Once the line holding "request it answers." is found in the listing below, write it out and each later line exactly, up to and including the one holding "pub struct Envelope".

== Source data

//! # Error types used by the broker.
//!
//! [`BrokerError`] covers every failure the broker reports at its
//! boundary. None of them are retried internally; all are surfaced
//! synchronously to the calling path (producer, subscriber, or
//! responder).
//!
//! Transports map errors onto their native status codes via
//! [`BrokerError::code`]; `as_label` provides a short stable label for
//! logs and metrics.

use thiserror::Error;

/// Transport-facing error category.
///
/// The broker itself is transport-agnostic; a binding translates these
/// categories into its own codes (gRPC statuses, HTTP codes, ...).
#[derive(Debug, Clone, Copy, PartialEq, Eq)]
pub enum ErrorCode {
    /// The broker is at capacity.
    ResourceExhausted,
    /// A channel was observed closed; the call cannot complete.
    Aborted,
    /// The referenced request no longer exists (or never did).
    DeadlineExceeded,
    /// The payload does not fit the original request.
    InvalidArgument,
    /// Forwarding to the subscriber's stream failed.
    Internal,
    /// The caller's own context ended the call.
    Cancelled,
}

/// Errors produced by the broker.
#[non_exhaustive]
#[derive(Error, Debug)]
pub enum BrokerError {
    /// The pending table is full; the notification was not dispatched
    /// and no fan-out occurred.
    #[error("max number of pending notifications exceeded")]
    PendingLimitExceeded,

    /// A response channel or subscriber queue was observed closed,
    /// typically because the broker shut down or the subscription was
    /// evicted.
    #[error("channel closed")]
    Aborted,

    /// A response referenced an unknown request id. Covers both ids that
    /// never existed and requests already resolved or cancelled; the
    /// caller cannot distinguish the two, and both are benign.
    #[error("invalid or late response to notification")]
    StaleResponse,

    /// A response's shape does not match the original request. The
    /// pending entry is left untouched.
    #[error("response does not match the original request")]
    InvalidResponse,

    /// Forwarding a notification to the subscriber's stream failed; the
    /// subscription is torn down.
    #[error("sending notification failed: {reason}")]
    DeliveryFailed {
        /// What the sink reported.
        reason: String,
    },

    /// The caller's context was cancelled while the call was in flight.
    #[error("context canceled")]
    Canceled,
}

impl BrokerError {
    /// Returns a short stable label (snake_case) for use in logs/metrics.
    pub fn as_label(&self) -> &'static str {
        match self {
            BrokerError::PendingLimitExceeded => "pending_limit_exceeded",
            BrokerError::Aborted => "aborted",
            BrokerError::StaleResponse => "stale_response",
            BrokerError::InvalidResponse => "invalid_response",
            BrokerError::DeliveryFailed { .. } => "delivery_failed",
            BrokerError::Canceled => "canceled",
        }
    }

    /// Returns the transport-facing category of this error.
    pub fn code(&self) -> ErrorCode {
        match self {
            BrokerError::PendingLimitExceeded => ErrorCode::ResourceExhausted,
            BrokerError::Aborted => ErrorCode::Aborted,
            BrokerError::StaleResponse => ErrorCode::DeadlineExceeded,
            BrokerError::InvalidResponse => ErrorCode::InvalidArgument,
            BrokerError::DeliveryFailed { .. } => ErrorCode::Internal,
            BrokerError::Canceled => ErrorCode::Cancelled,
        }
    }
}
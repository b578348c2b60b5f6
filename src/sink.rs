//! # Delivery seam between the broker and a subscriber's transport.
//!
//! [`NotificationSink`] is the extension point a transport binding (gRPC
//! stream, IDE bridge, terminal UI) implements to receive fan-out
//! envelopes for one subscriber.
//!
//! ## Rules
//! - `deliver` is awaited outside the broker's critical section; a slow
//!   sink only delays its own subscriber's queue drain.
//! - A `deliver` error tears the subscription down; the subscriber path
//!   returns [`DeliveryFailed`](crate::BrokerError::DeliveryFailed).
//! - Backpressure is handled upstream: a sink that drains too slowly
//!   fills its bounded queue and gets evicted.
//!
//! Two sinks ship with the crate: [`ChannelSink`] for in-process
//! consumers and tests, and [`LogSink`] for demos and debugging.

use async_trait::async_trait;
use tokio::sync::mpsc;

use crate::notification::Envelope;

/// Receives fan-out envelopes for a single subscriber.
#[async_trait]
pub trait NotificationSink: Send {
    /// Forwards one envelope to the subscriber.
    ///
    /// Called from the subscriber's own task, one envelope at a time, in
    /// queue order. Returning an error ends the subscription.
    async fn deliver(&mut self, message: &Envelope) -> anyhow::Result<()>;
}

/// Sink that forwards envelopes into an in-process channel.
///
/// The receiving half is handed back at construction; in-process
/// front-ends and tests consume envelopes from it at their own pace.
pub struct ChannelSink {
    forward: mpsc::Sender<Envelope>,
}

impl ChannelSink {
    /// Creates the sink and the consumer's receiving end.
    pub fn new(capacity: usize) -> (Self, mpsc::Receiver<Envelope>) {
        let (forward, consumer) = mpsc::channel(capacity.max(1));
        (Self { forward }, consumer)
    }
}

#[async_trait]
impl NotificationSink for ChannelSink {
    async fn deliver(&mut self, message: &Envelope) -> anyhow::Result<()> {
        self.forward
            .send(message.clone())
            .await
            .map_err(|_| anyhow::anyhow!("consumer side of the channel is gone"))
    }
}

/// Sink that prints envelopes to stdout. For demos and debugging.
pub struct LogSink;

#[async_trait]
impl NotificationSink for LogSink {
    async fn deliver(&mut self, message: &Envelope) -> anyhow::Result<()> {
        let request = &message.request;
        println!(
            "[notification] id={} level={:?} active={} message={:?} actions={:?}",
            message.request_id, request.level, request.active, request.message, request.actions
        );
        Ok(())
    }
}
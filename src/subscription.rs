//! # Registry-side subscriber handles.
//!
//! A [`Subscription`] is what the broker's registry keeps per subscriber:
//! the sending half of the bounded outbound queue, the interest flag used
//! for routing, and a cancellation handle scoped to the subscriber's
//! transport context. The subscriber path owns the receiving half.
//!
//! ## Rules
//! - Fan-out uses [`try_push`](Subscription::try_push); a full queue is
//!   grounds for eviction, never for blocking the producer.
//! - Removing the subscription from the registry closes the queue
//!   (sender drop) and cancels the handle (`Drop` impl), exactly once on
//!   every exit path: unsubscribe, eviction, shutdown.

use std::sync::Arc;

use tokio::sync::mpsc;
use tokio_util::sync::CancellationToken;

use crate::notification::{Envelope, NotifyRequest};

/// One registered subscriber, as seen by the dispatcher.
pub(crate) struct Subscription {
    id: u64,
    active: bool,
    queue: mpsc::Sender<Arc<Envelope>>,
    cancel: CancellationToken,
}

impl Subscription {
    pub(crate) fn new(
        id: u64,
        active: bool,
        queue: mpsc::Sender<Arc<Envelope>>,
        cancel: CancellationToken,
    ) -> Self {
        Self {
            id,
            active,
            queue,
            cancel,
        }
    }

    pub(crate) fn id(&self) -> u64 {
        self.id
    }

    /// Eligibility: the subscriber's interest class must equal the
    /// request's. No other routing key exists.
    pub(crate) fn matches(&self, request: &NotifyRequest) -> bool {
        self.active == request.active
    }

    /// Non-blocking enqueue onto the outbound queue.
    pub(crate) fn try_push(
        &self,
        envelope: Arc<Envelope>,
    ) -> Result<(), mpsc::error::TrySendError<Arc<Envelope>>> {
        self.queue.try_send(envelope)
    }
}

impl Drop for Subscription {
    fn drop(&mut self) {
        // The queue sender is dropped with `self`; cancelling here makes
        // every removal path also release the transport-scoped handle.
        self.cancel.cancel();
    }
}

====
== Source data

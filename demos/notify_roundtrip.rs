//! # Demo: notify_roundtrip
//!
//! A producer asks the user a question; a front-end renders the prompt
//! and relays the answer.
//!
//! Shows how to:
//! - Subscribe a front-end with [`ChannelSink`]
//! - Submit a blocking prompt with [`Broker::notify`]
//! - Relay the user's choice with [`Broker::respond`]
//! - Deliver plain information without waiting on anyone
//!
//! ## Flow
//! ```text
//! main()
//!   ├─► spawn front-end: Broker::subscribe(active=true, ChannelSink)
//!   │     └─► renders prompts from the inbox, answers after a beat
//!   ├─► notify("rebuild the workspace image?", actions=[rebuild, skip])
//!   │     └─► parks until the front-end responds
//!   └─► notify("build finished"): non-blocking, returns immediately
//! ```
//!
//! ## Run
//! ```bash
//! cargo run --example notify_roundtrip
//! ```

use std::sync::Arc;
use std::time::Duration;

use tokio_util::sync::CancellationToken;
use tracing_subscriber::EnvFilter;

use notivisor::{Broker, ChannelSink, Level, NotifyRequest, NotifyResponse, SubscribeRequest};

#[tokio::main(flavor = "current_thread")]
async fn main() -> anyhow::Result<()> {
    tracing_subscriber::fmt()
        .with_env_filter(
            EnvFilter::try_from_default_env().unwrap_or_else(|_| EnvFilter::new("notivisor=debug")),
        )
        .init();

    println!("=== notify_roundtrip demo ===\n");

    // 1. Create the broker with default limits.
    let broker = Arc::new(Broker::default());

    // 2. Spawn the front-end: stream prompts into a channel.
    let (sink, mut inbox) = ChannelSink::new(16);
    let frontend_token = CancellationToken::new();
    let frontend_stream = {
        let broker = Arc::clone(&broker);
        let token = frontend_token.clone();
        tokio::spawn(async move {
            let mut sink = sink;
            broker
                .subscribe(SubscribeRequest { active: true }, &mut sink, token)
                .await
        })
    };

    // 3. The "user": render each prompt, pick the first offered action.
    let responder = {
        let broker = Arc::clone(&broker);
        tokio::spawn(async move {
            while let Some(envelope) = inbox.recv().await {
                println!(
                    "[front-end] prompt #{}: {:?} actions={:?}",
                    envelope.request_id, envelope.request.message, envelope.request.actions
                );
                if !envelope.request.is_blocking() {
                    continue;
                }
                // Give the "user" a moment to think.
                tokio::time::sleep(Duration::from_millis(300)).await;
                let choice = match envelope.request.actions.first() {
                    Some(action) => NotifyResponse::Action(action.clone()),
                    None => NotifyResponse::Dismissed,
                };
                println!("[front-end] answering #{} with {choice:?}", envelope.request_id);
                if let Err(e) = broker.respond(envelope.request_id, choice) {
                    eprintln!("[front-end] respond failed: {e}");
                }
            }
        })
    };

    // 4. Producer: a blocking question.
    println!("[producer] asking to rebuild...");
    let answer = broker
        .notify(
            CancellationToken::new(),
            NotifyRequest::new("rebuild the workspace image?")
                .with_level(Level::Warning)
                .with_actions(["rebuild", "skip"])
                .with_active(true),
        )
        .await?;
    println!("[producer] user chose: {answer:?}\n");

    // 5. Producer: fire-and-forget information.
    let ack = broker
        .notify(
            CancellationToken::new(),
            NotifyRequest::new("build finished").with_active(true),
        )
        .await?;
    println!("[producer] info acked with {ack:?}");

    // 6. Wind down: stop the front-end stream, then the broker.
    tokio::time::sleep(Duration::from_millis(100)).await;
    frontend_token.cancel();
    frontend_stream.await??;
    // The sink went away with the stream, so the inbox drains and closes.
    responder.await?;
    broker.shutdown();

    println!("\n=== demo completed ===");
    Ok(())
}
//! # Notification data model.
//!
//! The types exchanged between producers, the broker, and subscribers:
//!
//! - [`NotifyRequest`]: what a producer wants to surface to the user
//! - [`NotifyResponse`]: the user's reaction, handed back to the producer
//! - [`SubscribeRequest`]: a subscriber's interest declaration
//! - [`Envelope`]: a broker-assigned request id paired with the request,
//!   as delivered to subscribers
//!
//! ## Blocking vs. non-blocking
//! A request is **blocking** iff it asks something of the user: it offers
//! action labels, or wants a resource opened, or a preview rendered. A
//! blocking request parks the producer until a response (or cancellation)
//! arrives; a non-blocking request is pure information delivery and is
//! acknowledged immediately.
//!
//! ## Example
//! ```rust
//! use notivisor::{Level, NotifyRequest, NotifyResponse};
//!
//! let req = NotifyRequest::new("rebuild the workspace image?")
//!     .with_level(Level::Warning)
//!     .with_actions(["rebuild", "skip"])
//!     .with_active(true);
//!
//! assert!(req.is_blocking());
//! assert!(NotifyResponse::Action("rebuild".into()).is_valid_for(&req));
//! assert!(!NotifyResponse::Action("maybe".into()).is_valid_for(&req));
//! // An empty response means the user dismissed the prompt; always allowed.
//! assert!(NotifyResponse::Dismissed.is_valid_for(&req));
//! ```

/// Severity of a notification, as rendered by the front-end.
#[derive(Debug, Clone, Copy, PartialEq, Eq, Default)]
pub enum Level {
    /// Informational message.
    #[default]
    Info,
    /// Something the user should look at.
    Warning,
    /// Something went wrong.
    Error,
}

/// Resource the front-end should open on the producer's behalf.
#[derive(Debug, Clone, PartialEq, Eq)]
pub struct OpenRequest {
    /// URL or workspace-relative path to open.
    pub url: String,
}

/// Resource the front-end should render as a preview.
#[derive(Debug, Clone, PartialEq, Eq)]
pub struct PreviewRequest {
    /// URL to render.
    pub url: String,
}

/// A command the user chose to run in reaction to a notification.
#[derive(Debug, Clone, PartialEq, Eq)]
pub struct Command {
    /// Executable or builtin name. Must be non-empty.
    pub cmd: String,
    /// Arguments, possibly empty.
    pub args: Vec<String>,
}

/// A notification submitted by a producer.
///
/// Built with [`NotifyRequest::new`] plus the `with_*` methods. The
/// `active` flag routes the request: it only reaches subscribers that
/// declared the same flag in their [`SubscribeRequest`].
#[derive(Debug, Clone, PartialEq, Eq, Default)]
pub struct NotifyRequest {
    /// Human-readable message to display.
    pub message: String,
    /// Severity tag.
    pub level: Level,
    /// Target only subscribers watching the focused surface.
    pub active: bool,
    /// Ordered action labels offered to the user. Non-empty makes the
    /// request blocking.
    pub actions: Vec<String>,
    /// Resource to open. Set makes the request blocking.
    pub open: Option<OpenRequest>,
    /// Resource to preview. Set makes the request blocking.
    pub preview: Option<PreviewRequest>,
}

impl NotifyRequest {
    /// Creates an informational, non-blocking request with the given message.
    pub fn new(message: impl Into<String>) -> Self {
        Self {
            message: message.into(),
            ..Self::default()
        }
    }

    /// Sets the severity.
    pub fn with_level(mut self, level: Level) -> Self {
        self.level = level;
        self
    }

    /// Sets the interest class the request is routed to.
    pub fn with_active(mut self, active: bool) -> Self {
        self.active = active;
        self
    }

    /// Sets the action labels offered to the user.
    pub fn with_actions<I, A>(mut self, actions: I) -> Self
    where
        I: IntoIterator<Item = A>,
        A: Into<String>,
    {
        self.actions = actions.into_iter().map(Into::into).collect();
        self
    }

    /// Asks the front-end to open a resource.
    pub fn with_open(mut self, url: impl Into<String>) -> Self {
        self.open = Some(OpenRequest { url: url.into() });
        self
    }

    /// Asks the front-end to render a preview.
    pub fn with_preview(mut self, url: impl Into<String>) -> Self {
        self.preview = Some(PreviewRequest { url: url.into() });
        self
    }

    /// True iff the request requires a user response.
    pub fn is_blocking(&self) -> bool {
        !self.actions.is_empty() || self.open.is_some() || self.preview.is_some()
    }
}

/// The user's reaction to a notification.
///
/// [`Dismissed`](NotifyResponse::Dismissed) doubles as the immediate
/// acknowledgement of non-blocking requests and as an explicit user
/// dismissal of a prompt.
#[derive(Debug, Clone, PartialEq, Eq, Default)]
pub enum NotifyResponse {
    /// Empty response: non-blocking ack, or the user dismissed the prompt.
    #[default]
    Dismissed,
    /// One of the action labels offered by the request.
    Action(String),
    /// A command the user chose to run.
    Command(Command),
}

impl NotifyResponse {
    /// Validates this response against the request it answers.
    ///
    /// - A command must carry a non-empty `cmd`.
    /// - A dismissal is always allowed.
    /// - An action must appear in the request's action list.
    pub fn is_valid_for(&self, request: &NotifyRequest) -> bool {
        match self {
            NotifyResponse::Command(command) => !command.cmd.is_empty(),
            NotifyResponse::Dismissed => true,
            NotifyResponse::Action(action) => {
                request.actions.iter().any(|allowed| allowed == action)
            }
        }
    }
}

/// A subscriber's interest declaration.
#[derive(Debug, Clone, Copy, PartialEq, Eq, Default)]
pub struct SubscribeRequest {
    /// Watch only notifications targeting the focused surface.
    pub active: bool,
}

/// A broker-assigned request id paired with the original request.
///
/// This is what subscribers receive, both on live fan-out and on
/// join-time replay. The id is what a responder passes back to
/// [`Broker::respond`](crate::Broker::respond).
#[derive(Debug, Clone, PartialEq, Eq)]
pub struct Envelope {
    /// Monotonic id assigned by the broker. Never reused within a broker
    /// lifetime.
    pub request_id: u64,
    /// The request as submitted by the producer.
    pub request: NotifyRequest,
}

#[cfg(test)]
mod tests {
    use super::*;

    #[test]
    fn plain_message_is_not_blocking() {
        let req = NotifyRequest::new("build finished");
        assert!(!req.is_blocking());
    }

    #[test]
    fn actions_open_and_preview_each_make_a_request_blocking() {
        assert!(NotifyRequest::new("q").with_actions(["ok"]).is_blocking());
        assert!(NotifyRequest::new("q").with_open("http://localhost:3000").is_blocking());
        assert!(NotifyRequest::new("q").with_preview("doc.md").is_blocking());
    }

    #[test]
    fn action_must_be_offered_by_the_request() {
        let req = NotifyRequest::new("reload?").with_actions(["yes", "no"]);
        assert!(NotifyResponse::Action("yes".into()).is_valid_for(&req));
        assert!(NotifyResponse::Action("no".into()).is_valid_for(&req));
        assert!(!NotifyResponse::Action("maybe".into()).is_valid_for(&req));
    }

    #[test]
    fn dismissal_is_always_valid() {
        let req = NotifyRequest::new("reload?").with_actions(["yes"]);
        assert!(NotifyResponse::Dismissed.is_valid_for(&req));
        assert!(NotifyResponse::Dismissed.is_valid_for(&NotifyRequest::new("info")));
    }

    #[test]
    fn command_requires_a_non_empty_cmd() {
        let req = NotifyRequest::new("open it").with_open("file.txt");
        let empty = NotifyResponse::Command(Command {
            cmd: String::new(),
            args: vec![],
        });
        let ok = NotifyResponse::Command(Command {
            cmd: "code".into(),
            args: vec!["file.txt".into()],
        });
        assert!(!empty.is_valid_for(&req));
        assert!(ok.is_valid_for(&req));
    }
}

====

Output for this exercise:
    /// Validates this response against the request it answers.
    ///
    /// - A command must carry a non-empty `cmd`.
    /// - A dismissal is always allowed.
    /// - An action must appear in the request's action list.
    pub fn is_valid_for(&self, request: &NotifyRequest) -> bool {
        match self {
            NotifyResponse::Command(command) => !command.cmd.is_empty(),
            NotifyResponse::Dismissed => true,
            NotifyResponse::Action(action) => {
                request.actions.iter().any(|allowed| allowed == action)
            }
        }
    }
}

/// A subscriber's interest declaration.
#[derive(Debug, Clone, Copy, PartialEq, Eq, Default)]
pub struct SubscribeRequest {
    /// Watch only notifications targeting the focused surface.
    pub active: bool,
}

/// A broker-assigned request id paired with the original request.
///
/// This is what subscribers receive, both on live fan-out and on
/// join-time replay. The id is what a responder passes back to
/// [`Broker::respond`](crate::Broker::respond).
#[derive(Debug, Clone, PartialEq, Eq)]
pub struct Envelope {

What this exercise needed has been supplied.